Top of Material for the task

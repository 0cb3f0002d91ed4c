//! Outbound webhook notification for the broadcast summary.

use thiserror::Error;

#[derive(Debug, Error)]
pub enum NotifyError {
    #[error("HTTP error: {0}")]
    Http(#[from] reqwest::Error),

    #[error("webhook returned HTTP status {status}")]
    UnexpectedStatus { status: u16 },
}

/// Posts `text` as `{"text": ...}` to the webhook.
///
/// The text must already satisfy the broadcast channel's display-width
/// bound; no shortening happens here. Callers treat failures as
/// non-fatal.
///
/// # Errors
///
/// Returns [`NotifyError::Http`] on network failure and
/// [`NotifyError::UnexpectedStatus`] for any non-2xx response.
pub async fn send(webhook_url: &str, text: &str) -> Result<(), NotifyError> {
    let client = reqwest::Client::new();
    let response = client
        .post(webhook_url)
        .json(&serde_json::json!({ "text": text }))
        .send()
        .await?;

    let status = response.status();
    if !status.is_success() {
        return Err(NotifyError::UnexpectedStatus {
            status: status.as_u16(),
        });
    }
    Ok(())
}
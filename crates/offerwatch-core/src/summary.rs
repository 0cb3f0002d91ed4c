//! Bounded-length broadcast text for a snapshot.

use unicode_width::UnicodeWidthStr;

use crate::snapshot::Snapshot;

/// Hard display-width limit of the broadcast channel.
const WIDTH_LIMIT: usize = 280;

/// Characters kept when the limit is exceeded.
const TRUNCATE_CHARS: usize = 275;

/// Marker appended after truncation.
const ELLIPSIS: &str = "...";

/// Formats a snapshot as one `|name:￥price|` fragment per item, in name
/// order, bounded for a 280-unit channel.
///
/// The bound is checked in display-width units; truncation counts
/// characters (`TRUNCATE_CHARS` of them, plus the ellipsis). The mismatch
/// between the two measurements is inherited behavior. An empty snapshot
/// yields the empty string.
#[must_use]
pub fn format_broadcast(snapshot: &Snapshot) -> String {
    let mut text = String::new();
    for (name, detail) in snapshot {
        text.push_str(&format!("|{name}:￥{}|", detail.price));
    }

    if UnicodeWidthStr::width(text.as_str()) > WIDTH_LIMIT {
        let mut truncated: String = text.chars().take(TRUNCATE_CHARS).collect();
        truncated.push_str(ELLIPSIS);
        return truncated;
    }
    text
}
use thiserror::Error;

#[derive(Debug, Error)]
pub enum ConfigError {
    #[error("missing required env var: {0}")]
    MissingEnvVar(String),

    #[error("invalid value for env var {var}: {reason}")]
    InvalidEnvVar { var: String, reason: String },
}
mod notify;
mod pipeline;

use clap::{Parser, Subcommand};

#[derive(Debug, Parser)]
#[command(name = "offerwatch")]
#[command(about = "Watches a storefront catalog for limited-time offer changes")]
struct Cli {
    #[command(subcommand)]
    command: Option<Commands>,
}

#[derive(Debug, Subcommand)]
enum Commands {
    /// Fetch the catalog, diff against the stored snapshot, persist and
    /// notify on change, and print the report.
    Run,
    /// Print the report for the stored snapshot without fetching.
    Show,
}

#[tokio::main]
async fn main() -> anyhow::Result<()> {
    let config = offerwatch_core::load_config()?;
    tracing_subscriber::fmt()
        .with_env_filter(
            tracing_subscriber::EnvFilter::try_from_default_env()
                .unwrap_or_else(|_| tracing_subscriber::EnvFilter::new(&config.log_level)),
        )
        .init();

    let cli = Cli::parse();
    match cli.command {
        Some(Commands::Show) => pipeline::show(&config),
        Some(Commands::Run) | None => pipeline::run(&config).await,
    }
}
use std::path::PathBuf;

#[derive(Clone)]
pub struct AppConfig {
    pub catalog_url: String,
    pub catalog_referer: String,
    pub request_timeout_secs: u64,
    pub user_agent: String,
    pub max_retries: u32,
    pub retry_backoff_base_secs: u64,
    pub snapshot_path: PathBuf,
    /// Webhook that receives the broadcast summary. Notification is
    /// skipped when unset.
    pub notify_webhook_url: Option<String>,
    pub log_level: String,
}

impl std::fmt::Debug for AppConfig {
    fn fmt(&self, f: &mut std::fmt::Formatter<'_>) -> std::fmt::Result {
        f.debug_struct("AppConfig")
            .field("catalog_url", &self.catalog_url)
            .field("catalog_referer", &self.catalog_referer)
            .field("request_timeout_secs", &self.request_timeout_secs)
            .field("user_agent", &self.user_agent)
            .field("max_retries", &self.max_retries)
            .field("retry_backoff_base_secs", &self.retry_backoff_base_secs)
            .field("snapshot_path", &self.snapshot_path)
            // Webhook URLs carry bearer tokens in the path.
            .field(
                "notify_webhook_url",
                &self.notify_webhook_url.as_ref().map(|_| "[redacted]"),
            )
            .field("log_level", &self.log_level)
            .finish()
    }
}
use thiserror::Error;

#[derive(Debug, Error)]
pub enum FetchError {
    #[error("HTTP error: {0}")]
    Http(#[from] reqwest::Error),

    #[error("unexpected HTTP status {status} from {url}")]
    UnexpectedStatus { status: u16, url: String },

    #[error("JSON deserialization error for {context}: {source}")]
    Deserialize {
        context: String,
        #[source]
        source: serde_json::Error,
    },
}

#[derive(Debug, Error)]
pub enum ExtractError {
    #[error("malformed catalog record at index {index}: {reason}")]
    MalformedRecord { index: usize, reason: String },
}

Bottom of Material for the task

▸ About this exercise: Take the entries above and set them all down again exactly as they read.

▸ Answer to this task:
repository 0cb3f0002d91ed4c
//! Outbound webhook notification for the broadcast summary.

use thiserror::Error;

#[derive(Debug, Error)]
pub enum NotifyError {
    #[error("HTTP error: {0}")]
    Http(#[from] reqwest::Error),

    #[error("webhook returned HTTP status {status}")]
    UnexpectedStatus { status: u16 },
}

/// Posts `text` as `{"text": ...}` to the webhook.
///
/// The text must already satisfy the broadcast channel's display-width
/// bound; no shortening happens here. Callers treat failures as
/// non-fatal.
///
/// # Errors
///
/// Returns [`NotifyError::Http`] on network failure and
/// [`NotifyError::UnexpectedStatus`] for any non-2xx response.
pub async fn send(webhook_url: &str, text: &str) -> Result<(), NotifyError> {
    let client = reqwest::Client::new();
    let response = client
        .post(webhook_url)
        .json(&serde_json::json!({ "text": text }))
        .send()
        .await?;

    let status = response.status();
    if !status.is_success() {
        return Err(NotifyError::UnexpectedStatus {
            status: status.as_u16(),
        });
    }
    Ok(())
}
filename crates/offerwatch-core/src/summary.rs
repository 0cb3f0002d91ed4c
//! Bounded-length broadcast text for a snapshot.

use unicode_width::UnicodeWidthStr;

use crate::snapshot::Snapshot;

/// Hard display-width limit of the broadcast channel.
const WIDTH_LIMIT: usize = 280;

/// Characters kept when the limit is exceeded.
const TRUNCATE_CHARS: usize = 275;

/// Marker appended after truncation.
const ELLIPSIS: &str = "...";

/// Formats a snapshot as one `|name:￥price|` fragment per item, in name
/// order, bounded for a 280-unit channel.
///
/// The bound is checked in display-width units; truncation counts
/// characters (`TRUNCATE_CHARS` of them, plus the ellipsis). The mismatch
/// between the two measurements is inherited behavior. An empty snapshot
/// yields the empty string.
#[must_use]
pub fn format_broadcast(snapshot: &Snapshot) -> String {
    let mut text = String::new();
    for (name, detail) in snapshot {
        text.push_str(&format!("|{name}:￥{}|", detail.price));
    }

    if UnicodeWidthStr::width(text.as_str()) > WIDTH_LIMIT {
        let mut truncated: String = text.chars().take(TRUNCATE_CHARS).collect();
        truncated.push_str(ELLIPSIS);
        return truncated;
    }
    text
}
use thiserror::Error;

#[derive(Debug, Error)]
pub enum ConfigError {
    #[error("missing required env var: {0}")]
    MissingEnvVar(String),

    #[error("invalid value for env var {var}: {reason}")]
    InvalidEnvVar { var: String, reason: String },
}
mod notify;
mod pipeline;

use clap::{Parser, Subcommand};

#[derive(Debug, Parser)]
#[command(name = "offerwatch")]
#[command(about = "Watches a storefront catalog for limited-time offer changes")]
struct Cli {
    #[command(subcommand)]
    command: Option<Commands>,
}

#[derive(Debug, Subcommand)]
enum Commands {
    /// Fetch the catalog, diff against the stored snapshot, persist and
    /// notify on change, and print the report.
    Run,
    /// Print the report for the stored snapshot without fetching.
    Show,
}

#[tokio::main]
async fn main() -> anyhow::Result<()> {
    let config = offerwatch_core::load_config()?;
    tracing_subscriber::fmt()
        .with_env_filter(
            tracing_subscriber::EnvFilter::try_from_default_env()
                .unwrap_or_else(|_| tracing_subscriber::EnvFilter::new(&config.log_level)),
        )
        .init();

    let cli = Cli::parse();
    match cli.command {
        Some(Commands::Show) => pipeline::show(&config),
        Some(Commands::Run) | None => pipeline::run(&config).await,
    }
}
use std::path::PathBuf;

#[derive(Clone)]
pub struct AppConfig {
    pub catalog_url: String,
    pub catalog_referer: String,
    pub request_timeout_secs: u64,
    pub user_agent: String,
    pub max_retries: u32,
    pub retry_backoff_base_secs: u64,
    pub snapshot_path: PathBuf,
    /// Webhook that receives the broadcast summary. Notification is
    /// skipped when unset.
    pub notify_webhook_url: Option<String>,
    pub log_level: String,
}

impl std::fmt::Debug for AppConfig {
    fn fmt(&self, f: &mut std::fmt::Formatter<'_>) -> std::fmt::Result {
        f.debug_struct("AppConfig")
            .field("catalog_url", &self.catalog_url)
            .field("catalog_referer", &self.catalog_referer)
            .field("request_timeout_secs", &self.request_timeout_secs)
            .field("user_agent", &self.user_agent)
            .field("max_retries", &self.max_retries)
            .field("retry_backoff_base_secs", &self.retry_backoff_base_secs)
            .field("snapshot_path", &self.snapshot_path)
            // Webhook URLs carry bearer tokens in the path.
            .field(
                "notify_webhook_url",
                &self.notify_webhook_url.as_ref().map(|_| "[redacted]"),
            )
            .field("log_level", &self.log_level)
            .finish()
    }
}
use thiserror::Error;

#[derive(Debug, Error)]
pub enum FetchError {
    #[error("HTTP error: {0}")]
    Http(#[from] reqwest::Error),

    #[error("unexpected HTTP status {status} from {url}")]
    UnexpectedStatus { status: u16, url: String },

    #[error("JSON deserialization error for {context}: {source}")]
    Deserialize {
        context: String,
        #[source]
        source: serde_json::Error,
    },
}

#[derive(Debug, Error)]
pub enum ExtractError {
    #[error("malformed catalog record at index {index}: {reason}")]
    MalformedRecord { index: usize, reason: String },
}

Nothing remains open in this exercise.